I also had the Social Worker come in for a wee chat to make sure I was fine and that transplant was still the route I wanted to take which was also lovely.

The GFR (Glomerular Filtration Rate) test itself was done on the Thursday and it pretty much went without any problem. It's just a matter of injecting you with a radioisotope in one arm and then see how quickly the kidneys can filter it from your blood by taking measurements of it in your blood at two hourly intervals. Unfortunately due to a bit of a scheduling problem the transplant team were going to have their weekly meeting to discuss all the patients' status before the final sample of blood could be taken but I would get the results on the Friday.

After their meeting the team came round and were incredibly positive about everything else and said that the only barriers now to my being put on the active transplant list were the results of the GFR and, because of my family's colourful cardiac history they want to do an angiogram, primarily to satisfy the surgeons and anaesthetists that I would be safe to operate on. They concluded that they would probably do a contrast CT scan type of angiogram rather than the more intrusive procedure where a probe is injected into the groin and manipulated up to the heart to determine how well the heart is working. They said this was a formality really because I am young and, up until they started pumping high fat liquids into my stomach overnight, I had low cholesterol and essentially a pretty good diet.

So we came home not knowing what the main test I had gone down for was showing but I was curiously relaxed about it at that point. There wasn't anything I could do to affect the outcome so why waste energy worrying about it. Then on the Friday Kirsty called to say that because the test had come back as being borderline to what they would accept they were going to run it again and just regard that one as inconclusive. She also told me that even if the test wasn't quite right we were going to continue doing it until we got the result we wanted, but that I could just get it done in Glasgow rather than travelling down for it, which was massively reassuring. When the whole team had been in on the Thursday I got the feeling they were all desperate for me to get the result I wanted because I had been through so much and had done everything asked of me without question. They really were rooting for me. The calmness I had on the way back up the road was gone though - even though the situation was the same and I couldn't do anything to change things I had a very stressful weekend waiting for Monday to come round. Sleep did not come easy.

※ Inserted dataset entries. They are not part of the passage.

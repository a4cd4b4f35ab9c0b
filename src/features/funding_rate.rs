//! Funding rate leaderboard
//!
//! Reads per-symbol funding rates across margin types for one exchange,
//! ranks by absolute rate, and posts the extremes with an example payout
//! per settlement. Stablecoin-margined entries are authoritative; the
//! token-margined list only fills symbols the stablecoin list lacks.

use super::{FeatureContext, RunOutcome};
use crate::normalize::{f64_field, record_objects, str_field, Shape};
use crate::render::{bold, code, signed_pct, DIVIDER};
use serde_json::Value;

#[derive(Debug, Clone)]
pub struct FundingRow {
    pub symbol: String,
    pub rate_pct: f64,
}

fn exchange_rate(margin_list: &Value, exchange: &str) -> Option<f64> {
    margin_list.as_array()?.iter().find_map(|entry| {
        let obj = entry.as_object()?;
        let name = str_field(obj, &["exchange", "exchange_name", "exchangeName"])?;
        if !name.eq_ignore_ascii_case(exchange) {
            return None;
        }
        f64_field(obj, &["funding_rate", "fundingRate", "rate"])
    })
}

/// Extract nonzero funding rates for one exchange, ranked by |rate|
pub fn top_rates(body: &Value, exchange: &str, top_n: usize) -> Vec<FundingRow> {
    let mut rows: Vec<FundingRow> = record_objects(body, &[Shape::DataList, Shape::BareList])
        .into_iter()
        .filter_map(|obj| {
            let symbol = str_field(obj, &["symbol", "pair", "name"])?.to_string();
            let rate_pct = obj
                .get("stablecoin_margin_list")
                .and_then(|l| exchange_rate(l, exchange))
                .or_else(|| {
                    obj.get("token_margin_list")
                        .and_then(|l| exchange_rate(l, exchange))
                })?;
            if rate_pct == 0.0 {
                return None;
            }
            Some(FundingRow { symbol, rate_pct })
        })
        .collect();

    rows.sort_by(|a, b| {
        b.rate_pct
            .abs()
            .partial_cmp(&a.rate_pct.abs())
            .unwrap_or(std::cmp::Ordering::Equal)
    });
    rows.truncate(top_n);
    rows
}

pub fn render_leaderboard(
    rows: &[FundingRow],
    exchange: &str,
    notional: f64,
    efficiency: f64,
) -> String {
    let mut lines = vec![
        format!("💸 {} ({exchange})", bold("Funding Rate Extremes")),
        DIVIDER.to_string(),
    ];
    for (i, row) in rows.iter().enumerate() {
        let payout = notional * efficiency * row.rate_pct.abs() / 100.0;
        let direction = if row.rate_pct > 0.0 {
            "longs pay shorts"
        } else {
            "shorts pay longs"
        };
        lines.push(format!(
            "{}. {} {} ({direction})",
            i + 1,
            bold(&row.symbol),
            code(&signed_pct(row.rate_pct, 6)),
        ));
        lines.push(format!(
            "   ~${payout:.2} per settlement on ${:.0} at {:.0}% deployed",
            notional,
            efficiency * 100.0
        ));
    }
    lines.join("\n")
}

pub async fn run(ctx: &FeatureContext) -> RunOutcome {
    let cfg = &ctx.config.funding;
    let body = match ctx
        .coinglass
        .get("/api/futures/funding-rate/exchange-list", &[])
        .await
    {
        Ok(body) => body,
        Err(e) => return RunOutcome::failure(format!("funding list fetch failed: {e}")),
    };

    let rows = top_rates(&body, &cfg.exchange, cfg.top_n);
    if rows.is_empty() {
        return RunOutcome::partial("no nonzero funding rates");
    }

    let message = render_leaderboard(&rows, &cfg.exchange, cfg.notional_usdt, cfg.capital_efficiency);
    match ctx.delivery.deliver(&message, ctx.topic("funding_rate")).await {
        Ok(()) => RunOutcome::success(format!("top {} rates", rows.len())),
        Err(e) => RunOutcome::failure(format!("delivery failed: {e}")),
    }
}

#[cfg(test)]
mod tests {
    use super::*;
    use serde_json::json;

    fn body() -> Value {
        json!({"data": [
            {"symbol": "BTC",
             "stablecoin_margin_list": [
                {"exchange": "Binance", "funding_rate": 0.01},
                {"exchange": "OKX", "funding_rate": 0.9}
             ]},
            {"symbol": "DOGE",
             "stablecoin_margin_list": [{"exchange": "Binance", "funding_rate": -0.25}]},
            {"symbol": "ZRO",
             "token_margin_list": [{"exchange": "Binance", "funding_rate": 0.05}]},
            {"symbol": "FLAT",
             "stablecoin_margin_list": [{"exchange": "Binance", "funding_rate": 0.0}]}
        ]})
    }

    #[test]
    fn test_top_rates_by_absolute_value() {
        let rows = top_rates(&body(), "Binance", 5);
        assert_eq!(rows.len(), 3);
        assert_eq!(rows[0].symbol, "DOGE");
        assert_eq!(rows[1].symbol, "ZRO");
        assert_eq!(rows[2].symbol, "BTC");
    }

    #[test]
    fn test_stablecoin_entry_preferred_over_token() {
        let body = json!({"data": [
            {"symbol": "X",
             "stablecoin_margin_list": [{"exchange": "Binance", "funding_rate": 0.01}],
             "token_margin_list": [{"exchange": "Binance", "funding_rate": 0.99}]}
        ]});
        let rows = top_rates(&body, "Binance", 5);
        assert_eq!(rows[0].rate_pct, 0.01);
    }

    #[test]
    fn test_other_exchange_entries_ignored() {
        let body = json!({"data": [
            {"symbol": "X",
             "stablecoin_margin_list": [{"exchange": "OKX", "funding_rate": 0.5}]}
        ]});
        assert!(top_rates(&body, "Binance", 5).is_empty());
    }

    #[test]
    fn test_render_rate_and_payout() {
        let rows = vec![FundingRow {
            symbol: "DOGE".to_string(),
            rate_pct: -0.25,
        }];
        let text = render_leaderboard(&rows, "Binance", 10_000.0, 0.4);
        assert!(text.contains("`-0.250000%`"));
        assert!(text.contains("shorts pay longs"));
        assert!(text.contains("~$10.00 per settlement"));
    }
}
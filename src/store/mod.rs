//! Seen-ID stores for delivery deduplication
//!
//! A store remembers which item IDs have already been delivered. The file
//! backing is a plain JSON array in insertion order, capped FIFO, written
//! atomically via a temp file rename.

use std::collections::HashSet;
use std::fs;
use std::path::{Path, PathBuf};

/// A set of already-delivered item IDs
pub trait SeenStore {
    fn contains(&self, id: &str) -> bool;
    /// Record an ID; a repeat insert is a no-op
    fn add(&mut self, id: &str);
    fn len(&self) -> usize;
    fn is_empty(&self) -> bool {
        self.len() == 0
    }
}

/// In-memory store, used in tests and for features that only dedup
/// within one run
#[derive(Debug, Default)]
pub struct MemoryStore {
    ids: Vec<String>,
    index: HashSet<String>,
}

impl SeenStore for MemoryStore {
    fn contains(&self, id: &str) -> bool {
        self.index.contains(id)
    }

    fn add(&mut self, id: &str) {
        if self.index.insert(id.to_string()) {
            self.ids.push(id.to_string());
        }
    }

    fn len(&self) -> usize {
        self.ids.len()
    }
}

/// File-backed store holding at most `capacity` IDs, oldest evicted first
#[derive(Debug)]
pub struct JsonFileStore {
    path: PathBuf,
    capacity: usize,
    ids: Vec<String>,
    index: HashSet<String>,
}

impl JsonFileStore {
    /// Open a store file. A missing file starts empty; a corrupt file is
    /// logged and treated as empty rather than blocking the run.
    pub fn open(path: impl Into<PathBuf>, capacity: usize) -> Self {
        let path = path.into();
        let ids = match fs::read_to_string(&path) {
            Ok(content) => match serde_json::from_str::<Vec<String>>(&content) {
                Ok(ids) => ids,
                Err(e) => {
                    tracing::warn!(path = %path.display(), error = %e, "seen store corrupt, starting empty");
                    Vec::new()
                }
            },
            Err(_) => Vec::new(),
        };
        let index = ids.iter().cloned().collect();
        Self {
            path,
            capacity,
            ids,
            index,
        }
    }

    pub fn path(&self) -> &Path {
        &self.path
    }

    /// Evict to capacity and write the ID list atomically
    pub fn persist(&mut self) -> anyhow::Result<()> {
        while self.ids.len() > self.capacity {
            let evicted = self.ids.remove(0);
            self.index.remove(&evicted);
        }

        if let Some(parent) = self.path.parent() {
            if !parent.as_os_str().is_empty() {
                fs::create_dir_all(parent)?;
            }
        }

        let tmp = self.path.with_extension("tmp");
        fs::write(&tmp, serde_json::to_vec(&self.ids)?)?;
        fs::rename(&tmp, &self.path)?;
        Ok(())
    }
}

impl SeenStore for JsonFileStore {
    fn contains(&self, id: &str) -> bool {
        self.index.contains(id)
    }

    fn add(&mut self, id: &str) {
        if self.index.insert(id.to_string()) {
            self.ids.push(id.to_string());
        }
    }

    fn len(&self) -> usize {
        self.ids.len()
    }
}

#[cfg(test)]
mod tests {
    use super::*;
    use tempfile::TempDir;

    #[test]
    fn test_memory_store_dedups() {
        let mut store = MemoryStore::default();
        store.add("a");
        store.add("a");
        store.add("b");
        assert_eq!(store.len(), 2);
        assert!(store.contains("a"));
        assert!(!store.contains("c"));
    }

    #[test]
    fn test_file_store_roundtrip() {
        let dir = TempDir::new().unwrap();
        let path = dir.path().join("news_seen.json");

        let mut store = JsonFileStore::open(&path, 100);
        assert!(store.is_empty());
        store.add("id1");
        store.add("id2");
        store.persist().unwrap();

        let reopened = JsonFileStore::open(&path, 100);
        assert_eq!(reopened.len(), 2);
        assert!(reopened.contains("id1"));
    }

    #[test]
    fn test_file_store_fifo_eviction() {
        let dir = TempDir::new().unwrap();
        let path = dir.path().join("seen.json");

        let mut store = JsonFileStore::open(&path, 3);
        for id in ["a", "b", "c", "d", "e"] {
            store.add(id);
        }
        store.persist().unwrap();

        let reopened = JsonFileStore::open(&path, 3);
        assert_eq!(reopened.len(), 3);
        assert!(!reopened.contains("a"));
        assert!(!reopened.contains("b"));
        assert!(reopened.contains("e"));
    }

    #[test]
    fn test_corrupt_file_starts_empty() {
        let dir = TempDir::new().unwrap();
        let path = dir.path().join("seen.json");
        fs::write(&path, "{not json").unwrap();

        let store = JsonFileStore::open(&path, 10);
        assert!(store.is_empty());
    }

    #[test]
    fn test_persist_creates_parent_dir() {
        let dir = TempDir::new().unwrap();
        let path = dir.path().join("nested/deeper/seen.json");

        let mut store = JsonFileStore::open(&path, 10);
        store.add("x");
        store.persist().unwrap();
        assert!(path.exists());
    }

    #[test]
    fn test_no_tmp_file_left_behind() {
        let dir = TempDir::new().unwrap();
        let path = dir.path().join("seen.json");

        let mut store = JsonFileStore::open(&path, 10);
        store.add("x");
        store.persist().unwrap();
        assert!(!path.with_extension("tmp").exists());
    }
}
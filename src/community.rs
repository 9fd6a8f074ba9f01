// SPDX-License-Identifier: AGPL-3.0-or-later
// SPDX-FileCopyrightText: 2025 Jonathan D.A. Jewell
//! Community detection over the projected agency graph
//!
//! Detection is a pluggable capability: anything that can turn a
//! [`ProjectedGraph`] into a [`Partition`] qualifies. Both built-in detectors
//! are deterministic - nodes are visited in sorted order and communities are
//! numbered by their smallest member label.

use crate::types::{Partition, ProjectedGraph};
use petgraph::unionfind::UnionFind;
use std::collections::{BTreeMap, HashMap, HashSet, VecDeque};

/// Given a graph, return a partition into communities
pub trait CommunityDetector {
    /// Method name for CLI display
    fn name(&self) -> &'static str;

    /// Partition the projected graph
    fn detect(&self, projection: &ProjectedGraph) -> Partition;
}

/// Look up a detector by method name
#[must_use]
pub fn detector_for(method: &str) -> Option<Box<dyn CommunityDetector>> {
    match method {
        "components" | "wcc" => Some(Box::new(ConnectedComponents)),
        "modularity" | "greedy" => Some(Box::new(GreedyModularity::default())),
        _ => None,
    }
}

/// Connected components via union-find. Every agency cluster that is
/// transitively linked by shared vendors lands in one community.
pub struct ConnectedComponents;

impl CommunityDetector for ConnectedComponents {
    fn name(&self) -> &'static str {
        "components"
    }

    fn detect(&self, projection: &ProjectedGraph) -> Partition {
        let index: HashMap<&str, usize> = projection
            .nodes
            .iter()
            .enumerate()
            .map(|(i, label)| (label.as_str(), i))
            .collect();

        let mut uf = UnionFind::<usize>::new(projection.nodes.len());
        for edge in &projection.edges {
            uf.union(index[edge.a.as_str()], index[edge.b.as_str()]);
        }

        let mut grouped: BTreeMap<usize, Vec<String>> = BTreeMap::new();
        for (i, label) in projection.nodes.iter().enumerate() {
            grouped.entry(uf.find(i)).or_default().push(label.clone());
        }

        build_partition(grouped.into_values().collect())
    }
}

/// Deterministic modularity-oriented local-move detection.
///
/// Each node starts in its own community; sweeps move nodes to the adjacent
/// community with the best modularity gain (node removed from its own
/// community first), stopping when a sweep makes no move. A refinement pass
/// then splits any community that is not internally connected.
pub struct GreedyModularity {
    /// Upper bound on local-move sweeps
    pub max_sweeps: usize,
}

impl Default for GreedyModularity {
    fn default() -> Self {
        Self { max_sweeps: 20 }
    }
}

impl CommunityDetector for GreedyModularity {
    fn name(&self) -> &'static str {
        "modularity"
    }

    fn detect(&self, projection: &ProjectedGraph) -> Partition {
        let n = projection.nodes.len();
        let index: HashMap<&str, usize> = projection
            .nodes
            .iter()
            .enumerate()
            .map(|(i, label)| (label.as_str(), i))
            .collect();

        let mut adjacency: Vec<Vec<usize>> = vec![Vec::new(); n];
        for edge in &projection.edges {
            let (a, b) = (index[edge.a.as_str()], index[edge.b.as_str()]);
            adjacency[a].push(b);
            adjacency[b].push(a);
        }
        for neighbors in &mut adjacency {
            neighbors.sort_unstable();
        }

        let total_weight = projection.edges.len() as f64;
        if total_weight == 0.0 {
            let singletons = projection.nodes.iter().map(|l| vec![l.clone()]).collect();
            return build_partition(singletons);
        }

        let degree: Vec<f64> = adjacency.iter().map(|nb| nb.len() as f64).collect();
        let mut assignment: Vec<usize> = (0..n).collect();

        for _ in 0..self.max_sweeps {
            let mut moved = false;

            for node in 0..n {
                let current = assignment[node];

                let mut candidates: Vec<usize> = adjacency[node]
                    .iter()
                    .map(|&nb| assignment[nb])
                    .chain(std::iter::once(current))
                    .collect();
                candidates.sort_unstable();
                candidates.dedup();

                let mut best = current;
                let mut best_score = f64::NEG_INFINITY;
                for candidate in candidates {
                    let score = move_gain(
                        node,
                        candidate,
                        &adjacency,
                        &degree,
                        &assignment,
                        total_weight,
                    );
                    let better = score > best_score + 1e-12
                        || (candidate == current && (score - best_score).abs() <= 1e-12);
                    if better {
                        best_score = score;
                        best = candidate;
                    }
                }

                if best != current {
                    assignment[node] = best;
                    moved = true;
                }
            }

            if !moved {
                break;
            }
        }

        let refined = split_disconnected(&adjacency, &assignment);

        let mut grouped: BTreeMap<usize, Vec<String>> = BTreeMap::new();
        for (node, comm) in refined.iter().enumerate() {
            grouped
                .entry(*comm)
                .or_default()
                .push(projection.nodes[node].clone());
        }

        build_partition(grouped.into_values().collect())
    }
}

/// Modularity gain for moving `node` into `candidate`, with `node` taken out
/// of its current community first.
fn move_gain(
    node: usize,
    candidate: usize,
    adjacency: &[Vec<usize>],
    degree: &[f64],
    assignment: &[usize],
    total_weight: f64,
) -> f64 {
    let k_i = degree[node];

    let mut k_i_in = 0.0;
    for &neighbor in &adjacency[node] {
        if assignment[neighbor] == candidate {
            k_i_in += 1.0;
        }
    }

    let mut sum_tot = 0.0;
    for (other, comm) in assignment.iter().enumerate() {
        if *comm == candidate && other != node {
            sum_tot += degree[other];
        }
    }

    k_i_in - (k_i * sum_tot) / (2.0 * total_weight)
}

/// Split every community into its internally connected components
fn split_disconnected(adjacency: &[Vec<usize>], assignment: &[usize]) -> Vec<usize> {
    let n = assignment.len();
    let mut refined = vec![usize::MAX; n];
    let mut next = 0;

    for start in 0..n {
        if refined[start] != usize::MAX {
            continue;
        }

        let comm = assignment[start];
        let mut queue = VecDeque::new();
        refined[start] = next;
        queue.push_back(start);

        while let Some(node) = queue.pop_front() {
            for &neighbor in &adjacency[node] {
                if assignment[neighbor] == comm && refined[neighbor] == usize::MAX {
                    refined[neighbor] = next;
                    queue.push_back(neighbor);
                }
            }
        }

        next += 1;
    }

    refined
}

/// Sort members, order communities by smallest member, build the membership map
fn build_partition(mut groups: Vec<Vec<String>>) -> Partition {
    for group in &mut groups {
        group.sort();
    }
    groups.retain(|g| !g.is_empty());
    groups.sort_by(|a, b| a[0].cmp(&b[0]));

    let membership = groups
        .iter()
        .enumerate()
        .flat_map(|(comm, members)| members.iter().map(move |m| (m.clone(), comm)))
        .collect();

    Partition {
        communities: groups,
        membership,
    }
}

/// Newman modularity of a partition over the projected graph
#[must_use]
pub fn modularity(projection: &ProjectedGraph, partition: &Partition) -> f64 {
    let m = projection.edges.len() as f64;
    if m == 0.0 {
        return 0.0;
    }

    let mut degree: HashMap<&str, f64> = HashMap::new();
    for edge in &projection.edges {
        *degree.entry(edge.a.as_str()).or_insert(0.0) += 1.0;
        *degree.entry(edge.b.as_str()).or_insert(0.0) += 1.0;
    }

    let mut q = 0.0;
    for community in &partition.communities {
        let members: HashSet<&str> = community.iter().map(String::as_str).collect();
        let internal = projection
            .edges
            .iter()
            .filter(|e| members.contains(e.a.as_str()) && members.contains(e.b.as_str()))
            .count() as f64;
        let total_degree: f64 = community
            .iter()
            .map(|node| degree.get(node.as_str()).copied().unwrap_or(0.0))
            .sum();

        q += internal / m - (total_degree / (2.0 * m)).powi(2);
    }

    q
}

#[cfg(test)]
mod tests {
    use super::*;
    use crate::types::ProjectedEdge;

    fn projection(nodes: &[&str], edges: &[(&str, &str)]) -> ProjectedGraph {
        ProjectedGraph {
            nodes: nodes.iter().map(|n| (*n).to_string()).collect(),
            edges: edges
                .iter()
                .map(|(a, b)| ProjectedEdge::canonical(a, b, 1))
                .collect(),
        }
    }

    #[test]
    fn test_components_two_clusters() {
        let graph = projection(
            &["A", "B", "C", "D", "E"],
            &[("A", "B"), ("B", "C"), ("D", "E")],
        );

        let partition = ConnectedComponents.detect(&graph);

        assert_eq!(partition.len(), 2);
        assert_eq!(partition.communities[0], vec!["A", "B", "C"]);
        assert_eq!(partition.communities[1], vec!["D", "E"]);
        assert_eq!(partition.membership["A"], 0);
        assert_eq!(partition.membership["E"], 1);
    }

    #[test]
    fn test_components_isolated_singletons() {
        let graph = projection(&["A", "B", "C"], &[("A", "B")]);

        let partition = ConnectedComponents.detect(&graph);

        assert_eq!(partition.len(), 2);
        assert_eq!(partition.communities[1], vec!["C"]);
    }

    #[test]
    fn test_modularity_no_edges_singletons() {
        let graph = projection(&["A", "B"], &[]);

        let partition = GreedyModularity::default().detect(&graph);

        assert_eq!(partition.len(), 2);
        assert!(partition.communities.iter().all(|c| c.len() == 1));
    }

    #[test]
    fn test_modularity_two_triangles() {
        let graph = projection(
            &["A", "B", "C", "D", "E", "F"],
            &[
                ("A", "B"),
                ("B", "C"),
                ("A", "C"),
                ("D", "E"),
                ("E", "F"),
                ("D", "F"),
            ],
        );

        let partition = GreedyModularity::default().detect(&graph);

        assert_eq!(partition.len(), 2);
        assert_eq!(partition.communities[0], vec!["A", "B", "C"]);
        assert_eq!(partition.communities[1], vec!["D", "E", "F"]);
    }

    #[test]
    fn test_modularity_bridged_triangles() {
        let graph = projection(
            &["A", "B", "C", "D", "E", "F"],
            &[
                ("A", "B"),
                ("B", "C"),
                ("A", "C"),
                ("C", "D"),
                ("D", "E"),
                ("E", "F"),
                ("D", "F"),
            ],
        );

        let partition = GreedyModularity::default().detect(&graph);

        assert_eq!(partition.len(), 2);
        assert_eq!(partition.communities[0], vec!["A", "B", "C"]);
        assert_eq!(partition.communities[1], vec!["D", "E", "F"]);
    }

    #[test]
    fn test_detection_is_deterministic() {
        let graph = projection(
            &["A", "B", "C", "D"],
            &[("A", "B"), ("B", "C"), ("C", "D"), ("A", "D")],
        );

        let first = GreedyModularity::default().detect(&graph);
        let second = GreedyModularity::default().detect(&graph);

        assert_eq!(first.communities, second.communities);
    }

    #[test]
    fn test_communities_are_connected() {
        let graph = projection(
            &["A", "B", "C", "D", "E"],
            &[("A", "B"), ("C", "D"), ("D", "E")],
        );

        let partition = GreedyModularity::default().detect(&graph);

        for community in &partition.communities {
            // Within a community every member reaches every other member.
            let members: HashSet<&str> = community.iter().map(String::as_str).collect();
            let mut reached = HashSet::new();
            let mut queue = VecDeque::from([community[0].as_str()]);
            reached.insert(community[0].as_str());
            while let Some(node) = queue.pop_front() {
                for edge in &graph.edges {
                    let ends = [
                        (edge.a.as_str(), edge.b.as_str()),
                        (edge.b.as_str(), edge.a.as_str()),
                    ];
                    for (x, y) in ends {
                        if x == node && members.contains(y) && reached.insert(y) {
                            queue.push_back(y);
                        }
                    }
                }
            }
            assert_eq!(reached.len(), community.len());
        }
    }

    #[test]
    fn test_modularity_score() {
        let graph = projection(&["A", "B", "C", "D"], &[("A", "B"), ("C", "D")]);
        let partition = ConnectedComponents.detect(&graph);

        let q = modularity(&graph, &partition);
        assert!((q - 0.5).abs() < 1e-9);
    }

    #[test]
    fn test_detector_for() {
        assert_eq!(detector_for("components").unwrap().name(), "components");
        assert_eq!(detector_for("modularity").unwrap().name(), "modularity");
        assert!(detector_for("louvain-3000").is_none());
    }
}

As it happens I had my monthly jaunt to the Beatson to receive my transfusion of immunoglobulins on the Monday morning so I had something to take my mind off the wait and it wasn't long after I got home that Kirsty phoned to say that the repeat of the blood tests had shown that I was well within the range they find acceptable for transplant. She then told me she was so happy she was away to have a creme egg to celebrate. I just burst out laughing, but in all honesty laughing was the only thing keeping the tears away. I was so relieved I can't begin to put it into words. A massive weight had been lifted. My mum phoned my wee sister at her work and she really did start greeting and I left it up to my mum and my Uncle Stephen to spread the word through the family, which it did like wildfire. I've had so many messages of support from friends and family that I can't thank everyone individually but rest assured I am a very thankful young man for all their thoughts.

Now we just need the angiogram done, which will hopefully be soon and then I can go on the active list. It's taken nearly three years to get this far so I'm not in any real rush. It'll get done when they can get it organised. I'm back to being calm again.

And so now I can come off Cyclosporin, which will be lovely, as I would hate to have gone through all this only for it to cause damage to my kidneys while I wait for transplant. Being on it also means I have to take lots of other drugs and it would be nice to have a much smaller drug regimen for a while, just to give my body a break.